Saved entries:
# # #
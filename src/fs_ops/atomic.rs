//! Atomic rename helper.
//! - Renames with a context-rich error.
//! - Best-effort fsync of the destination's parent afterwards (Unix).

use std::fs;
use std::io;
use std::path::Path;

use super::helpers::io_error_with_help_io;
use super::util::fsync_dir;

pub(crate) fn rename_durable(src: &Path, dst: &Path) -> io::Result<()> {
    fs::rename(src, dst).map_err(io_error_with_help_io("rename", src))?;
    if let Some(parent) = dst.parent() {
        // best-effort
        let _ = fsync_dir(parent);
    }
    Ok(())
}
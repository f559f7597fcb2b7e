//! Batch outcome report.
//! Every species yields a `SpeciesOutcome`; the run aggregates them so failures
//! stay per species and can be audited after the fact.

use anyhow::{Context, Result};
use chrono::{DateTime, Utc};
use serde::Serialize;
use std::fs;
use std::path::Path;

use crate::errors::ReorgError;
use crate::fs_ops::RelocationOutcome;
use crate::repair::RepairReport;
use crate::species::DataType;

#[derive(Debug, Clone, Serialize)]
pub struct DataTypeOutcome {
    pub data_type: DataType,
    /// Already done in an earlier run according to the ledger
    pub skipped_by_ledger: bool,
    pub primary: RelocationOutcome,
    pub timestamped: RelocationOutcome,
    pub repair: RepairReport,
}

impl DataTypeOutcome {
    /// Relocation skipped by the ledger; the repair walk still ran.
    pub fn skipped(data_type: DataType, repair: RepairReport) -> Self {
        Self {
            data_type,
            skipped_by_ledger: true,
            primary: RelocationOutcome::SourceAbsent,
            timestamped: RelocationOutcome::SourceAbsent,
            repair,
        }
    }
}

/// Why a species failed, flattened for the report.
#[derive(Debug, Clone, PartialEq, Eq, Serialize)]
pub struct SpeciesFailure {
    pub code: Option<u16>,
    pub kind: String,
    pub message: String,
}

impl SpeciesFailure {
    pub fn from_error(err: &anyhow::Error) -> Self {
        match err.downcast_ref::<ReorgError>() {
            Some(re) => Self {
                code: Some(re.code()),
                kind: re.kind().to_string(),
                message: format!("{err:#}"),
            },
            None => Self {
                code: None,
                kind: "unexpected".to_string(),
                message: format!("{err:#}"),
            },
        }
    }
}

#[derive(Debug, Clone, Serialize)]
pub struct SpeciesOutcome {
    pub name: String,
    pub dbname: String,
    pub accession: String,
    pub short_name: String,
    pub annotation_source: Option<String>,
    pub genebuild_initial: Option<String>,
    pub genebuild_update: Option<String>,
    pub data_types: Vec<DataTypeOutcome>,
    pub error: Option<SpeciesFailure>,
}

impl SpeciesOutcome {
    pub fn succeeded(&self) -> bool {
        self.error.is_none()
    }
}

#[derive(Debug, Clone, Serialize)]
pub struct BatchReport {
    pub started_at: DateTime<Utc>,
    pub finished_at: Option<DateTime<Utc>>,
    pub dry_run: bool,
    pub species: Vec<SpeciesOutcome>,
    /// Records the resolver could not turn into species
    pub resolver_errors: Vec<String>,
    pub no_species_matched: bool,
    pub interrupted: bool,
}

impl BatchReport {
    pub fn new(dry_run: bool) -> Self {
        Self {
            started_at: Utc::now(),
            finished_at: None,
            dry_run,
            species: Vec::new(),
            resolver_errors: Vec::new(),
            no_species_matched: false,
            interrupted: false,
        }
    }

    pub fn finish(&mut self) {
        self.finished_at = Some(Utc::now());
    }

    pub fn processed(&self) -> usize {
        self.species.len()
    }

    pub fn failed(&self) -> usize {
        self.species.iter().filter(|s| !s.succeeded()).count()
    }

    fn data_type_outcomes(&self) -> impl Iterator<Item = &DataTypeOutcome> {
        self.species.iter().flat_map(|s| s.data_types.iter())
    }

    pub fn relocated_trees(&self) -> usize {
        self.data_type_outcomes()
            .map(|d| usize::from(d.primary.relocated()) + usize::from(d.timestamped.relocated()))
            .sum()
    }

    pub fn repaired_links(&self) -> usize {
        self.data_type_outcomes().map(|d| d.repair.repaired.len()).sum()
    }

    pub fn unresolved_links(&self) -> usize {
        self.data_type_outcomes().map(|d| d.repair.unresolved.len()).sum()
    }

    pub fn summary_line(&self) -> String {
        format!(
            "{}species: {} processed, {} failed; trees relocated: {}; links repaired: {}, unresolved: {}{}",
            if self.dry_run { "dry-run " } else { "" },
            self.processed(),
            self.failed(),
            self.relocated_trees(),
            self.repaired_links(),
            self.unresolved_links(),
            if self.interrupted { " (interrupted)" } else { "" },
        )
    }

    /// Write the report as pretty JSON.
    pub fn write_json(&self, path: &Path) -> Result<()> {
        if let Some(parent) = path.parent() {
            if !parent.as_os_str().is_empty() {
                fs::create_dir_all(parent).with_context(|| format!("create report dir {}", parent.display()))?;
            }
        }
        let body = serde_json::to_string_pretty(self)?;
        fs::write(path, body).with_context(|| format!("write report {}", path.display()))?;
        Ok(())
    }
}

#[cfg(test)]
mod tests {
    use super::*;
    use std::path::PathBuf;

    fn outcome(error: Option<SpeciesFailure>) -> SpeciesOutcome {
        SpeciesOutcome {
            name: "homo_sapiens".into(),
            dbname: "homo_sapiens_core".into(),
            accession: "GCA_1".into(),
            short_name: "Homo_sapiens".into(),
            annotation_source: Some("ensembl".into()),
            genebuild_initial: None,
            genebuild_update: None,
            data_types: vec![DataTypeOutcome {
                data_type: DataType::Genome,
                skipped_by_ledger: false,
                primary: RelocationOutcome::Renamed { dest: PathBuf::from("/x") },
                timestamped: RelocationOutcome::SourceAbsent,
                repair: RepairReport::default(),
            }],
            error,
        }
    }

    #[test]
    fn counters_and_summary() {
        let mut report = BatchReport::new(false);
        report.species.push(outcome(None));
        report.species.push(outcome(Some(SpeciesFailure::from_error(&anyhow::anyhow!("boom")))));
        assert_eq!(report.processed(), 2);
        assert_eq!(report.failed(), 1);
        assert_eq!(report.relocated_trees(), 2);
        assert!(report.summary_line().contains("2 processed, 1 failed"));
    }

    #[test]
    fn typed_failures_keep_their_code() {
        let err: anyhow::Error = ReorgError::NoTargetDirectory(PathBuf::from("/t")).into();
        let f = SpeciesFailure::from_error(&err);
        assert_eq!(f.code, Some(21));
        assert_eq!(f.kind, "no_target_directory");
    }
}
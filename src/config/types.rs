//! Core configuration types.
//! - Config holds everything a reorganization run needs.
//! - LogLevel represents verbosity with simple parsing helpers.

use std::fmt;
use std::path::PathBuf;
use std::str::FromStr;

use super::METADATA_DBNAME_DEFAULT;
use crate::fs_ops::{ExistingTarget, Strategy};
use crate::metadata::MetadataFilter;
use crate::species::DataType;

/// Program-defined verbosity levels exposed to users/config.
#[derive(Debug, Clone, PartialEq, Eq, Default)]
pub enum LogLevel {
    /// Only errors
    Quiet,
    /// Informational output (default)
    #[default]
    Normal,
    /// More info (like verbose)
    Info,
    /// Debug/trace
    Debug,
}

impl LogLevel {
    /// Parse common string names into our LogLevel (case-insensitive).
    pub fn parse(s: &str) -> Option<Self> {
        match s.trim().to_ascii_lowercase().as_str() {
            "quiet" | "error" | "none" => Some(LogLevel::Quiet),
            "normal" => Some(LogLevel::Normal),
            "info" | "verbose" | "detailed" => Some(LogLevel::Info),
            "debug" | "trace" => Some(LogLevel::Debug),
            _ => None,
        }
    }
}

impl fmt::Display for LogLevel {
    fn fmt(&self, f: &mut fmt::Formatter<'_>) -> fmt::Result {
        let s = match self {
            LogLevel::Quiet => "quiet",
            LogLevel::Normal => "normal",
            LogLevel::Info => "info",
            LogLevel::Debug => "debug",
        };
        f.write_str(s)
    }
}

impl FromStr for LogLevel {
    type Err = String;
    fn from_str(s: &str) -> Result<Self, Self::Err> {
        Self::parse(s).ok_or_else(|| format!("invalid log level: '{s}'"))
    }
}

/// Runtime configuration for one reorganization run.
#[derive(Debug, Clone)]
pub struct Config {
    /// Release FTP root holding `species/` and `timestamped/species/`
    pub ftp_path: PathBuf,
    /// Location of the metadata database export
    pub metadata_url: Option<String>,
    pub metadata_dbname: String,
    /// Location of the core database exports (annotation source lookup)
    pub coredb_url: Option<String>,
    pub release_versions: Vec<u32>,
    pub rapid_versions: Vec<u32>,
    pub species_names: Vec<String>,
    pub database_names: Vec<String>,
    /// Data types to relocate, in processing order
    pub data_types: Vec<DataType>,
    pub strategy: Strategy,
    pub existing_target: ExistingTarget,
    /// Skip work recorded in the ledger and record finished work
    pub ledger: bool,
    /// Ledger location; defaults to a file under `ftp_path`
    pub ledger_path: Option<PathBuf>,
    /// If true, log and report actions but do not modify the tree
    pub dry_run: bool,
    /// Exit non-zero when the filters match no species
    pub fail_on_empty: bool,
    /// Where to write the JSON batch report
    pub report_path: Option<PathBuf>,
    /// Console verbosity
    pub log_level: LogLevel,
    /// Optional path to a log file
    pub log_file: Option<PathBuf>,
}

impl Default for Config {
    fn default() -> Self {
        Self {
            ftp_path: PathBuf::new(),
            metadata_url: None,
            metadata_dbname: METADATA_DBNAME_DEFAULT.to_string(),
            coredb_url: None,
            release_versions: Vec::new(),
            rapid_versions: Vec::new(),
            species_names: Vec::new(),
            database_names: Vec::new(),
            data_types: DataType::ALL.to_vec(),
            strategy: Strategy::default(),
            existing_target: ExistingTarget::default(),
            ledger: true,
            ledger_path: None,
            dry_run: false,
            fail_on_empty: false,
            report_path: None,
            log_level: LogLevel::Normal,
            log_file: None,
        }
    }
}

impl Config {
    /// Construct a Config for a root and release selection; other fields use defaults.
    pub fn new(ftp_path: impl Into<PathBuf>, release_versions: Vec<u32>, rapid_versions: Vec<u32>) -> Self {
        Self {
            ftp_path: ftp_path.into(),
            release_versions,
            rapid_versions,
            ..Default::default()
        }
    }

    pub fn metadata_filter(&self) -> MetadataFilter {
        MetadataFilter {
            release_versions: self.release_versions.clone(),
            rapid_versions: self.rapid_versions.clone(),
            species_names: self.species_names.clone(),
            database_names: self.database_names.clone(),
        }
    }

    /// Ledger file in effect, if the ledger is enabled.
    pub fn effective_ledger_path(&self) -> Option<PathBuf> {
        if !self.ledger {
            return None;
        }
        Some(
            self.ledger_path
                .clone()
                .unwrap_or_else(|| crate::ledger::Ledger::default_path(&self.ftp_path)),
        )
    }
}

#[cfg(test)]
mod tests {
    use super::*;

    #[test]
    fn defaults_cover_all_data_types_in_order() {
        let cfg = Config::default();
        assert_eq!(cfg.data_types, DataType::ALL.to_vec());
        assert_eq!(cfg.metadata_dbname, "ensembl_metadata_qrp");
        assert!(cfg.ledger);
    }

    #[test]
    fn ledger_path_follows_root_unless_disabled() {
        let mut cfg = Config::new("/ftp", vec![110], vec![60]);
        assert_eq!(
            cfg.effective_ledger_path(),
            Some(PathBuf::from("/ftp/.annotation_reorg.ledger.jsonl"))
        );
        cfg.ledger = false;
        assert_eq!(cfg.effective_ledger_path(), None);
    }
}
# # #
The number of lines in the entries holding the word "trace" is what is needed. Supply that number only.

Answer space:
2